# EXERCISE DIRECTIONS:
Please write out, exactly as given, every line of the entries below up to and including the line with "use crate::freshness::Category;".

*** Opening LISTED ENTRIES ***

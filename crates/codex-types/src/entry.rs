//! Codex entry types.
//!
//! A `CodexEntry` is one facet or experience directory together with the
//! perspective files it contains and the metadata pulled from their YAML
//! frontmatter.

use std::collections::BTreeSet;
use std::fmt;
use std::path::PathBuf;

use chrono::NaiveDate;
use serde::{Deserialize, Serialize};

use crate::freshness::Category;

/// Whether an entry documents a cross-cutting facet or a user-facing experience.
#[derive(Debug, Clone, Copy, PartialEq, Eq, PartialOrd, Ord, Hash, Serialize, Deserialize)]
#[serde(rename_all = "snake_case")]
pub enum EntryKind {
    Facet,
    Experience,
}

impl EntryKind {
    /// Infer the kind from the content root directory name.
    ///
    /// `experiences` (or anything starting with `experience`) maps to
    /// `Experience`; everything else is treated as a facet.
    pub fn from_root(root: &str) -> Self {
        if root.starts_with("experience") {
            Self::Experience
        } else {
            Self::Facet
        }
    }
}

impl fmt::Display for EntryKind {
    fn fmt(&self, f: &mut fmt::Formatter<'_>) -> fmt::Result {
        match self {
            Self::Facet => write!(f, "facet"),
            Self::Experience => write!(f, "experience"),
        }
    }
}

/// One angle on a facet or experience, stored as `<perspective>.md`.
#[derive(Debug, Clone, Copy, PartialEq, Eq, PartialOrd, Ord, Hash, Serialize, Deserialize)]
#[serde(rename_all = "kebab-case")]
pub enum Perspective {
    Architecture,
    Testing,
    BestPractices,
    Gotchas,
    Options,
    Product,
}

impl Perspective {
    pub const ALL: [Perspective; 6] = [
        Self::Architecture,
        Self::Testing,
        Self::BestPractices,
        Self::Gotchas,
        Self::Options,
        Self::Product,
    ];

    /// The markdown file name holding this perspective.
    pub fn file_name(&self) -> &'static str {
        match self {
            Self::Architecture => "architecture.md",
            Self::Testing => "testing.md",
            Self::BestPractices => "best-practices.md",
            Self::Gotchas => "gotchas.md",
            Self::Options => "options.md",
            Self::Product => "product.md",
        }
    }

    /// Map a file name back to its perspective, if it is one.
    pub fn from_file_name(name: &str) -> Option<Self> {
        Self::ALL.into_iter().find(|p| p.file_name() == name)
    }
}

impl fmt::Display for Perspective {
    fn fmt(&self, f: &mut fmt::Formatter<'_>) -> fmt::Result {
        let name = self.file_name().trim_end_matches(".md");
        write!(f, "{name}")
    }
}

/// Parsed YAML frontmatter of a codex markdown file.
///
/// Every field is optional; unknown fields are ignored. `last_updated` and
/// `category` stay raw strings so one malformed value does not discard the
/// rest of the block. `tags` accepts a single string as well as a list.
#[derive(Debug, Clone, Default, PartialEq, Serialize, Deserialize)]
pub struct Frontmatter {
    #[serde(default)]
    pub title: Option<String>,
    #[serde(default, rename = "type")]
    pub doc_type: Option<String>,
    #[serde(default)]
    pub last_updated: Option<String>,
    #[serde(default, deserialize_with = "one_or_many")]
    pub tags: Vec<String>,
    #[serde(default)]
    pub category: Option<String>,
}

#[derive(Deserialize)]
#[serde(untagged)]
enum OneOrMany {
    One(String),
    Many(Vec<String>),
}

/// `tags: security`, `tags: [a, b]` and an empty `tags:` all deserialize.
fn one_or_many<'de, D>(deserializer: D) -> Result<Vec<String>, D::Error>
where
    D: serde::Deserializer<'de>,
{
    Ok(match Option::<OneOrMany>::deserialize(deserializer)? {
        Some(OneOrMany::One(tag)) => vec![tag],
        Some(OneOrMany::Many(tags)) => tags,
        None => Vec::new(),
    })
}

impl Frontmatter {
    /// Parse `last_updated` as `YYYY-MM-DD`.
    pub fn last_updated_date(&self) -> Option<NaiveDate> {
        self.last_updated
            .as_deref()
            .and_then(|raw| NaiveDate::parse_from_str(raw.trim(), "%Y-%m-%d").ok())
    }
}

/// A markdown file belonging to an entry.
#[derive(Debug, Clone, PartialEq, Serialize, Deserialize)]
pub struct EntryFile {
    /// Path relative to the codex root.
    pub path: PathBuf,
    pub perspective: Option<Perspective>,
    pub last_updated: Option<NaiveDate>,
    pub has_frontmatter: bool,
}

/// A facet or experience directory and everything the audit needs to know about it.
#[derive(Debug, Clone, PartialEq, Serialize, Deserialize)]
pub struct CodexEntry {
    /// Directory path relative to the codex root (e.g. `facets/security`).
    pub path: PathBuf,
    /// Directory name (e.g. `security`).
    pub name: String,
    pub kind: EntryKind,
    pub title: Option<String>,
    pub category: Category,
    /// Shared entry date: the oldest `last_updated` among the entry's files.
    pub last_updated: Option<NaiveDate>,
    pub perspectives: BTreeSet<Perspective>,
    pub tags: BTreeSet<String>,
    pub files: Vec<EntryFile>,
}

impl CodexEntry {
    /// Human-readable name: the frontmatter title when present, else the directory name.
    pub fn display_name(&self) -> &str {
        self.title.as_deref().unwrap_or(&self.name)
    }

    /// Path as a forward-slash string, stable across platforms for report output.
    pub fn path_display(&self) -> String {
        slash_path(&self.path)
    }
}

/// Render a relative path with `/` separators.
pub fn slash_path(path: &std::path::Path) -> String {
    path.components()
        .map(|c| c.as_os_str().to_string_lossy())
        .collect::<Vec<_>>()
        .join("/")
}
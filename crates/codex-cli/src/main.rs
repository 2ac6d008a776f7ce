//! Engineering Codex freshness audit entry point.
//!
//! Binary name: `cdx`
//!
//! Parses CLI arguments, sets up tracing, resolves the audit config and
//! dispatches to the command handler.

mod cli;

use std::process::ExitCode;

use anyhow::Context;
use clap::Parser;
use clap_complete::generate;

use cli::{Cli, CommandContext, Commands};
use codex_infra::config::load_audit_config;

#[tokio::main]
async fn main() -> anyhow::Result<ExitCode> {
    let cli = Cli::parse();

    let filter = codex_observe::tracing_setup::verbosity_filter(cli.verbose, cli.quiet);
    if let Err(err) = codex_observe::tracing_setup::init_tracing(filter, cli.otel) {
        eprintln!("Warning: failed to initialize tracing: {err}");
    }

    let result = dispatch(cli).await;
    codex_observe::tracing_setup::shutdown_tracing();
    result
}

async fn dispatch(cli: Cli) -> anyhow::Result<ExitCode> {
    // Shell completions don't need config
    if let Commands::Completions { shell } = &cli.command {
        let mut cmd = <Cli as clap::CommandFactory>::command();
        generate(*shell, &mut cmd, "cdx", &mut std::io::stdout());
        return Ok(ExitCode::SUCCESS);
    }

    let loaded = load_audit_config(cli.config.as_deref(), &cli.root)
        .await
        .context("Failed to load configuration")?;
    tracing::debug!(source = ?loaded.source, root = %cli.root.display(), "Configuration resolved");
    let ctx = CommandContext {
        root: cli.root,
        loaded,
        json: cli.json,
        quiet: cli.quiet,
    };

    match cli.command {
        Commands::Audit(args) => cli::audit::run(&ctx, args).await?,
        Commands::Links { subdir } => {
            if !cli::links::run(&ctx, subdir).await? {
                return Ok(ExitCode::FAILURE);
            }
        }
        Commands::Touch(args) => cli::touch::run(&ctx, args).await?,
        Commands::Config => cli::config::run(&ctx)?,
        Commands::Completions { .. } => unreachable!("handled above"),
    }

    Ok(ExitCode::SUCCESS)
}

*** Closing LISTED ENTRIES ***

# RESULT OF THE EXERCISE:
filename crates/codex-types/src/entry.rs
//! Codex entry types.
//!
//! A `CodexEntry` is one facet or experience directory together with the
//! perspective files it contains and the metadata pulled from their YAML
//! frontmatter.

use std::collections::BTreeSet;
use std::fmt;
use std::path::PathBuf;

use chrono::NaiveDate;
use serde::{Deserialize, Serialize};

use crate::freshness::Category;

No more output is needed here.